Parviz Mansouri (پرویز منصوری, March 13, 1925 – December 16, 2011) was a teacher of music theory and music critic. His book Fundamental Theory of Music is his most famous work, which was selected as the "Book of the Year" in Iran in 1992.

== Biography ==
Parviz Mansouri was born in 1925 in Hamedan. He completed his primary and secondary education in Tehran, and due to his father's transfer to Isfahan, he spent the last two years of high school in that city. On his return to Tehran in 1948, he first enrolled in the Faculty of Medicine and then in the field of Chemistry of the Faculty of Science. Eventually, however, his growing interest in music led him to the Higher Conservatory of Music (Tehran Conservatory). Parviz Mansouri was accepted into the violin class and left those two academic fields forever. He started studying Iranian music by learning Iranian violin from Musa Ney Davood.

At that time, two Iranian musicians, Hossein Nasehi and Samin Baghcheban, who had returned from a study trip to Ankara, founded composing for the first time at the conservatory. Parviz Mansouri then changed his field of study and studied composition with Hossein Nasehi. Mansouri's talent was such that Nasehi entered the field of composition without holding an entrance exam. After Nasehi, he continued his studies with Haimo Tuiber, an Austrian musician who was employed by the conservatory. Meeting Haimo Tuber marked a turning point in Mansouri's life, and the thought of traveling to Austria to continue his studies at the Vienna Academy of Music made him think. His main teacher at the academy was the famous Austrian composer Hanns Jelinek. His first book – Rimsky-Korsakov – was the product of this student period. His stay in Austria lasted eleven years, where he chose to play the percussion instrument to become acquainted with various works in orchestras and to study different scores.

Parviz Mansouri finished his education in 1970 and later returned to Tehran at the request of his family and after the death of his mother, where he taught music theory for 20-year. He was also the editor of the third volume of Music Magazine. However, due to his affiliation with forbidden political ideals, he remained unemployed for many years, and only a few years before the Islamic Revolution, he was able to teach music theory and form at the conservatory and at the Faculty of Fine Arts in Tehran and a few years after the revolution he went back to Austria.

He compiled and published some of the conservatory textbooks. Parviz Mansouri, both in the field of translating and writing music books, has been one of the first and most serious authors in this field in Persian.
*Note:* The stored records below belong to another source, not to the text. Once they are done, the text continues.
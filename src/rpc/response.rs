//! JSON-RPC 2.0 response envelopes.

use serde::{Deserialize, Serialize};
use serde_json::Value;

use crate::protocol::RequestId;
use crate::rpc::error::RpcError;

/// The `jsonrpc` member. Only "2.0" is accepted.
#[derive(Debug, Clone, Copy, PartialEq, Eq, Serialize, Deserialize)]
pub enum Version {
    #[serde(rename = "2.0")]
    V2,
}

/// `{ id, jsonrpc: "2.0", result }` or `{ id, jsonrpc: "2.0", error }`.
#[derive(Debug, Clone, PartialEq, Serialize, Deserialize)]
pub struct JsonRpcResponse {
    pub jsonrpc: Version,
    pub id: RequestId,
    #[serde(flatten)]
    pub payload: ResponsePayload,
}

#[derive(Debug, Clone, PartialEq, Serialize, Deserialize)]
pub enum ResponsePayload {
    #[serde(rename = "result")]
    Success(Value),
    #[serde(rename = "error")]
    Error(RpcError),
}

impl JsonRpcResponse {
    pub fn success(id: RequestId, result: Value) -> Self {
        Self {
            jsonrpc: Version::V2,
            id,
            payload: ResponsePayload::Success(result),
        }
    }

    pub fn failure(id: RequestId, error: RpcError) -> Self {
        Self {
            jsonrpc: Version::V2,
            id,
            payload: ResponsePayload::Error(error),
        }
    }

    pub fn result(&self) -> Option<&Value> {
        match &self.payload {
            ResponsePayload::Success(value) => Some(value),
            ResponsePayload::Error(_) => None,
        }
    }

    pub fn error(&self) -> Option<&RpcError> {
        match &self.payload {
            ResponsePayload::Success(_) => None,
            ResponsePayload::Error(err) => Some(err),
        }
    }

    pub fn is_error(&self) -> bool {
        matches!(self.payload, ResponsePayload::Error(_))
    }

    pub fn into_result(self) -> Result<Value, RpcError> {
        match self.payload {
            ResponsePayload::Success(value) => Ok(value),
            ResponsePayload::Error(err) => Err(err),
        }
    }
}

#[cfg(test)]
mod tests {
    use super::*;
    use serde_json::json;

    #[test]
    fn test_success_shape() {
        let response = JsonRpcResponse::success(RequestId::Number(1), json!("0xDEADBEEF"));
        assert_eq!(
            serde_json::to_value(&response).unwrap(),
            json!({ "id": 1, "jsonrpc": "2.0", "result": "0xDEADBEEF" })
        );
    }

    #[test]
    fn test_null_result_is_kept() {
        let response = JsonRpcResponse::success(RequestId::from("a"), Value::Null);
        let value = serde_json::to_value(&response).unwrap();
        assert_eq!(value, json!({ "id": "a", "jsonrpc": "2.0", "result": null }));
        let back: JsonRpcResponse = serde_json::from_value(value).unwrap();
        assert_eq!(back.result(), Some(&Value::Null));
    }

    #[test]
    fn test_rejects_wrong_version() {
        let raw = json!({ "id": 1, "jsonrpc": "1.0", "result": 1 });
        assert!(serde_json::from_value::<JsonRpcResponse>(raw).is_err());
    }
}
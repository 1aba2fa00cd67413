//! JSON-RPC 2.0 response and error bindings.

pub mod error;
pub mod response;

pub use error::{ErrorCode, RpcError, REJECTED_MESSAGE};
pub use response::{JsonRpcResponse, ResponsePayload, Version};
Mansouri's most well-known and influential book is The Fundamental Theory of Music, which has been reprinted 40 times and was selected as the Book of the Year in 1992. This book can be called one of the best-selling music books in the history of Iran. Mansouri died on Friday, December 16, 2011, at the age of 87 due to heart failure at his home in Austria. He had willed that he be buried in Iran after his death. Mansouri's body was transported to Tehran via Frankfurt and was buried on Tuesday (December 26) in the "Artists' Section of Behesht Zahra Cemetery".